Before I knew it, I was standing in front of London’s front door. Usually, I would just walk in, but I decided to knock. Mrs. Scott, London’s mother, quickly answered the door.
“Hi, Mrs. Scott,” I said
Mrs. Scott smiled, hugged me, and breathed a sigh of relief.
“Oh, Paris! London is going to be so happy that you’re here! She really needs you right now.”
I could hear in her voice that she wanted to cry.
“That’s what I thought,” I replied, “I really needed to see her, too.”
“She’s up in her room. You know the way.”
I went up to London’s room and slowly opened her door. She was sitting hunched over at her desk doing homework, (shocker, I know, but it made me smile) and all I could see was her long, curly hair. As I began to walk in, London heard me and turned around. As soon as she saw me, her big, blue eyes filled up with tears.

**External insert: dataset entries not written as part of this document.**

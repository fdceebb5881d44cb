//! Status line renderer.
//!
//! Renders the one-line message area above the footer: confirmations in the
//! info color, failures in the error color. Errors stay until the user acts
//! again; nothing retries on its own.

use crate::ui::helpers::position_cursor;
use crate::ui::theme::Theme;
use crate::ui::viewmodel::StatusView;

/// Renders the status line at the specified row.
///
/// # Returns
///
/// The next available row position (row + 1).
pub fn render_status(row: usize, status: &StatusView, theme: &Theme, cols: usize) -> usize {
    let color = if status.is_error {
        &theme.colors.error_fg
    } else {
        &theme.colors.info_fg
    };

    let text: String = status.text.chars().take(cols.saturating_sub(2)).collect();

    position_cursor(row, 1);
    print!("{}", Theme::fg(color));
    print!(" {text}");
    print!("{}", Theme::reset());
    row + 1
}
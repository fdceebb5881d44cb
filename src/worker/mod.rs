//! Background worker performing catalog API calls.
//!
//! This module keeps all network I/O off the UI loop. The application layer
//! sends [`ApiRequest`] messages over a channel; the worker owns the gateway,
//! performs the calls, and sends [`ApiResponse`] events back. The UI stays
//! responsive to other input while a request is outstanding.
//!
//! # Architecture
//!
//! - `messages`: Request/response protocol types
//! - `handler`: Worker implementation and per-request processing

pub mod handler;
pub mod messages;

pub use handler::ApiWorker;
pub use messages::{ApiRequest, ApiResponse, RequestKind};
use crate::attribute::decode;
use crate::change_record::{Action, ChangeRecord};
use serde::{Deserialize, Serialize};
use serde_json::Value;

/// Body POSTed to the webhook for a single change.
#[derive(Deserialize, Debug, Serialize, Clone, PartialEq)]
pub struct NormalizedPayload {
    pub table: String,
    pub action: Action,
    pub data: Value,
    pub metadata: PayloadMetadata,
}

/// `event_id` is the key the mirror deduplicates redelivered changes on.
#[derive(Deserialize, Debug, Serialize, Clone, PartialEq)]
#[serde(rename_all = "camelCase")]
pub struct PayloadMetadata {
    pub event_id: String,
    pub sequence_number: String,
    pub source_table_name: String,
}

/// Why a record produced no payload. Skipped records are neither delivered nor failed.
#[derive(Debug, Clone, PartialEq, thiserror::Error)]
pub enum SkipReason {
    #[error("event {event_id}: unsupported event kind \"{event_kind}\"")]
    UnsupportedEventKind { event_id: String, event_kind: String },
    #[error("event {event_id}: record carries neither a new nor an old image")]
    MissingImage { event_id: String },
}

impl NormalizedPayload {
    /// Builds the webhook body for `record`, resolving the destination table through
    /// `map_table`. The new image wins over the old one when both are present.
    pub fn build(
        record: ChangeRecord,
        map_table: impl Fn(&str) -> String,
    ) -> Result<Self, SkipReason> {
        let Some(kind) = record.kind() else {
            return Err(SkipReason::UnsupportedEventKind {
                event_id: record.event_id,
                event_kind: record.event_kind,
            });
        };

        let Some(image) = record.new_image.or(record.old_image) else {
            return Err(SkipReason::MissingImage {
                event_id: record.event_id,
            });
        };

        Ok(NormalizedPayload {
            table: map_table(&record.source_table),
            action: kind.action(),
            data: decode(image),
            metadata: PayloadMetadata {
                event_id: record.event_id,
                sequence_number: record.sequence_number,
                source_table_name: record.source_table,
            },
        })
    }
}
mod dtos;

use anyhow::anyhow;
use async_trait::async_trait;
use cdc_webhook_relay::config::RelayConfig;
use cdc_webhook_relay::relay::BatchDispatcher;
use cdc_webhook_relay::result::error::RelayError;
use cdc_webhook_relay::{lambda_main, lambda_structure::lambda_trait::Lambda};
use common::aws_clients::secrets_manager::get_secrets_provider;
use common::config::ConfigLoader;
use dtos::DynamoDbStreamEvent;
use model::change_record::ChangeRecord;
use model::delivery::BatchResult;
use std::sync::Arc;

pub struct Persisted {
    pub dispatcher: BatchDispatcher,
}

pub struct CdcWebhookRelay;

#[async_trait]
impl Lambda for CdcWebhookRelay {
    type PersistedMemory = Persisted;
    type InputBody = DynamoDbStreamEvent;
    type Output = BatchResult;
    type Error = RelayError;

    async fn bootstrap() -> Result<Self::PersistedMemory, Self::Error> {
        let config = ConfigLoader::load_default::<RelayConfig>()
            .map_err(|e| anyhow!(e).context("unable to load relay configuration"))?;
        let secrets_provider = get_secrets_provider(&config.aws_client_config())?;

        let dispatcher = BatchDispatcher::from_config(&config, Arc::new(secrets_provider))?;
        let worst_case_delay = config.retry_policy().worst_case_delay();

        tracing::info!(
            secret_name = %config.webhook_secret_name,
            max_attempts = config.max_delivery_attempts,
            retry_base_delay_ms = config.retry_base_delay_ms,
            worst_case_retry_delay_ms = worst_case_delay.as_millis() as u64,
            "relay bootstrapped"
        );

        Ok(Persisted { dispatcher })
    }

    async fn run(
        request: Self::InputBody,
        state: &Self::PersistedMemory,
    ) -> Result<Self::Output, Self::Error> {
        let records = request
            .records
            .into_iter()
            .map(ChangeRecord::from)
            .collect();

        state.dispatcher.dispatch(records).await
    }
}

lambda_main!(CdcWebhookRelay);
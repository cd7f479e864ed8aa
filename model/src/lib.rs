pub mod attribute;
pub mod change_record;
pub mod delivery;
pub mod payload;
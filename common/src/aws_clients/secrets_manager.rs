use crate::config::aws_client_config::AwsClientConfig;
use anyhow::anyhow;
use async_trait::async_trait;
use rusoto_core::credential::EnvironmentProvider;
use rusoto_core::RusotoError;
use rusoto_secretsmanager::{
    GetSecretValueError, GetSecretValueRequest, SecretsManager, SecretsManagerClient,
};

#[derive(Debug, thiserror::Error)]
pub enum SecretsProviderError {
    #[error("{0:#}")]
    Unknown(anyhow::Error),
}

/// Read access to named secrets.
#[cfg_attr(feature = "test_mocks", mockall::automock)]
#[async_trait]
pub trait SecretsProvider: Sync + Send {
    /// Returns the plain-text value of the secret, or `None` if it does not exist.
    async fn find(&self, name: &str) -> Result<Option<String>, SecretsProviderError>;
}

pub struct AwsSecretsProvider {
    client: SecretsManagerClient,
}

impl AwsSecretsProvider {
    pub fn new(client: SecretsManagerClient) -> Self {
        Self { client }
    }
}

#[async_trait]
impl SecretsProvider for AwsSecretsProvider {
    async fn find(&self, name: &str) -> Result<Option<String>, SecretsProviderError> {
        let response = self
            .client
            .get_secret_value(GetSecretValueRequest {
                secret_id: name.to_owned(),
                ..Default::default()
            })
            .await;

        match response {
            Ok(output) => Ok(output.secret_string),
            Err(RusotoError::Service(GetSecretValueError::ResourceNotFound(_))) => {
                tracing::warn!(secret_name = name, "secret {name} not found");
                Ok(None)
            }
            Err(e) => Err(SecretsProviderError::Unknown(
                anyhow!(e).context(format!("unable to read secret {name}")),
            )),
        }
    }
}

/// Initializes a secrets provider with the AWS client
pub fn get_secrets_provider(config: &AwsClientConfig) -> anyhow::Result<AwsSecretsProvider> {
    let region = config
        .region()
        .map_err(|e| {
            anyhow!(e).context(format!("unable to parse AWS region {}", config.aws_region))
        })?;
    let request_dispatcher = rusoto_core::request::HttpClient::new()
        .map_err(|e| anyhow!(e).context("unable to build Rusoto HTTP client"))?;

    Ok(AwsSecretsProvider::new(SecretsManagerClient::new_with(
        request_dispatcher,
        EnvironmentProvider::default(),
        region,
    )))
}
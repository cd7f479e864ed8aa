pub mod aws_clients;
pub mod config;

She ran over to me, got on her tiptoes since she was still a whole three inches shorter than me, hugged me as tight as she could, and cried like I had never seen her cry before. I did not say anything. I just hugged her even tighter than she was hugging me to the point where I felt that I was going to break her tiny body, and told myself that I would not let her go until she wanted to. I realized that sometimes, the most powerful thing you can say is absolutely nothing at all.